++++ Exercise material

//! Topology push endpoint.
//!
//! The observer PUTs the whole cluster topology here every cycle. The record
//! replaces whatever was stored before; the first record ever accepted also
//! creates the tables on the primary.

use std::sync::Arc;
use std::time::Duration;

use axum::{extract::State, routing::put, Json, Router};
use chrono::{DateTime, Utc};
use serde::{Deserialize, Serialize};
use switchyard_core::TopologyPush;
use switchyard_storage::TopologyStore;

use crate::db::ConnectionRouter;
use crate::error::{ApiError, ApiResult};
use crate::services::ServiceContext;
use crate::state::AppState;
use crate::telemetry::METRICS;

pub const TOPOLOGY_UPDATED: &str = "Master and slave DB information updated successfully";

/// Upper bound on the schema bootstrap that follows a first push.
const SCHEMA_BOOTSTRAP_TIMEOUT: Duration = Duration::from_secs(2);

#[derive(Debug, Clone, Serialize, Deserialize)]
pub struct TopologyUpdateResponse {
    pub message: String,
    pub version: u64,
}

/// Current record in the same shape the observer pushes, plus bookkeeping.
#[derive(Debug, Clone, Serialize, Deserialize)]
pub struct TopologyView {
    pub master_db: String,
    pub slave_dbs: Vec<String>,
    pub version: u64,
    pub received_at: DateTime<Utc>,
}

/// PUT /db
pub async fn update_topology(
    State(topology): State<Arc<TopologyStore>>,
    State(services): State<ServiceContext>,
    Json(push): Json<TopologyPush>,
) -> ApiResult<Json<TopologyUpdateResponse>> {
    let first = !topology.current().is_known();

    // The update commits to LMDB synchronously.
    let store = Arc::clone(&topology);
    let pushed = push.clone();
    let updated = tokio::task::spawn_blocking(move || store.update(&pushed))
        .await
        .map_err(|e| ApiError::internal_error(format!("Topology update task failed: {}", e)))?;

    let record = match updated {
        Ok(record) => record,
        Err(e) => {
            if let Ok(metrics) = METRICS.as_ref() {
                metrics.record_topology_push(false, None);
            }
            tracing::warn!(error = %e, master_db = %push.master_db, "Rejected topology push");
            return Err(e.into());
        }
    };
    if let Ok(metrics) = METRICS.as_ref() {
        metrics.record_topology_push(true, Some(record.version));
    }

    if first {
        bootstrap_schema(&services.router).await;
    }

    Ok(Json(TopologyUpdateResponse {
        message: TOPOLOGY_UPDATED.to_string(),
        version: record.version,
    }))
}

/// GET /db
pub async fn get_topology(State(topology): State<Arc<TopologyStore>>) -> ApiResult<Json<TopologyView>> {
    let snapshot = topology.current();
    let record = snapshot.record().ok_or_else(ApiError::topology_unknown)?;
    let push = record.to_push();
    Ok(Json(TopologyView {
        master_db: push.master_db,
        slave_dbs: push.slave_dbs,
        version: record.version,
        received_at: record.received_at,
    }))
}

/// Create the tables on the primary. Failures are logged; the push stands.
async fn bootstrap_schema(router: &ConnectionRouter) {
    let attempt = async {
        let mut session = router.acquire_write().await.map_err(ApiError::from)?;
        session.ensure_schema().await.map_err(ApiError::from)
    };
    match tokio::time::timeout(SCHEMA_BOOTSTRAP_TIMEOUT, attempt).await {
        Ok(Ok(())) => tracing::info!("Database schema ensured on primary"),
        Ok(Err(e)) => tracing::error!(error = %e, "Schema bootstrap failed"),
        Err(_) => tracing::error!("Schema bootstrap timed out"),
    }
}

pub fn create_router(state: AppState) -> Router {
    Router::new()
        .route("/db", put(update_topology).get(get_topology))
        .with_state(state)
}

++++++++
++++ Exercise material

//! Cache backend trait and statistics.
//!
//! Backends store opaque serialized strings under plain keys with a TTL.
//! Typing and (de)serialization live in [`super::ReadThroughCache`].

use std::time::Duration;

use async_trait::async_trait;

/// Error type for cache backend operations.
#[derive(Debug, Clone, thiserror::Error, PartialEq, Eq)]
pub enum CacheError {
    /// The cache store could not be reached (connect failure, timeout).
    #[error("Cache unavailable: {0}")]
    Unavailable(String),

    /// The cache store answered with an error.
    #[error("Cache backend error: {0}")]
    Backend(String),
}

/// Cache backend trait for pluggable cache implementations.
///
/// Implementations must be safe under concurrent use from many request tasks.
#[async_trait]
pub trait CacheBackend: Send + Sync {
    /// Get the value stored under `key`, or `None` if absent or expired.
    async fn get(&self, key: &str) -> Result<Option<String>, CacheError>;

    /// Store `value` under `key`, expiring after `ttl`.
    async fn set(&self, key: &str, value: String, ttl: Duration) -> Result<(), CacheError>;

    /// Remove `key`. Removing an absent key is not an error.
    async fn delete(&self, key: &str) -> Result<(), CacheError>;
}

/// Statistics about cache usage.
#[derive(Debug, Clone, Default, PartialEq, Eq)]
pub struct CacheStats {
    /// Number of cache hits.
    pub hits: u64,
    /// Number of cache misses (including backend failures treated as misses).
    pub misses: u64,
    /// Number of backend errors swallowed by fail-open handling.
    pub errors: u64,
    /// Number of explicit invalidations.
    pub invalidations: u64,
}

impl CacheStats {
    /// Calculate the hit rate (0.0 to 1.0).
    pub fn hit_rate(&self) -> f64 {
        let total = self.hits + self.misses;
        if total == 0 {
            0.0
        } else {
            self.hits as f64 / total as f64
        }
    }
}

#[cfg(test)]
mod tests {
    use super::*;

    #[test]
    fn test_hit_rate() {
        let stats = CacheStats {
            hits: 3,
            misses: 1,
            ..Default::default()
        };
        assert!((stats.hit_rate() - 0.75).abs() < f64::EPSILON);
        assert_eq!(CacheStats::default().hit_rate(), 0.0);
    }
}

++++++++

In the data above, find the line with "Topology push endpoint." and the line with "use crate::telemetry::METRICS;". Retype both, plus every line between them, exactly.

Response to this task
//! Topology push endpoint.
//!
//! The observer PUTs the whole cluster topology here every cycle. The record
//! replaces whatever was stored before; the first record ever accepted also
//! creates the tables on the primary.

use std::sync::Arc;
use std::time::Duration;

use axum::{extract::State, routing::put, Json, Router};
use chrono::{DateTime, Utc};
use serde::{Deserialize, Serialize};
use switchyard_core::TopologyPush;
use switchyard_storage::TopologyStore;

use crate::db::ConnectionRouter;
use crate::error::{ApiError, ApiResult};
use crate::services::ServiceContext;
use crate::state::AppState;
use crate::telemetry::METRICS;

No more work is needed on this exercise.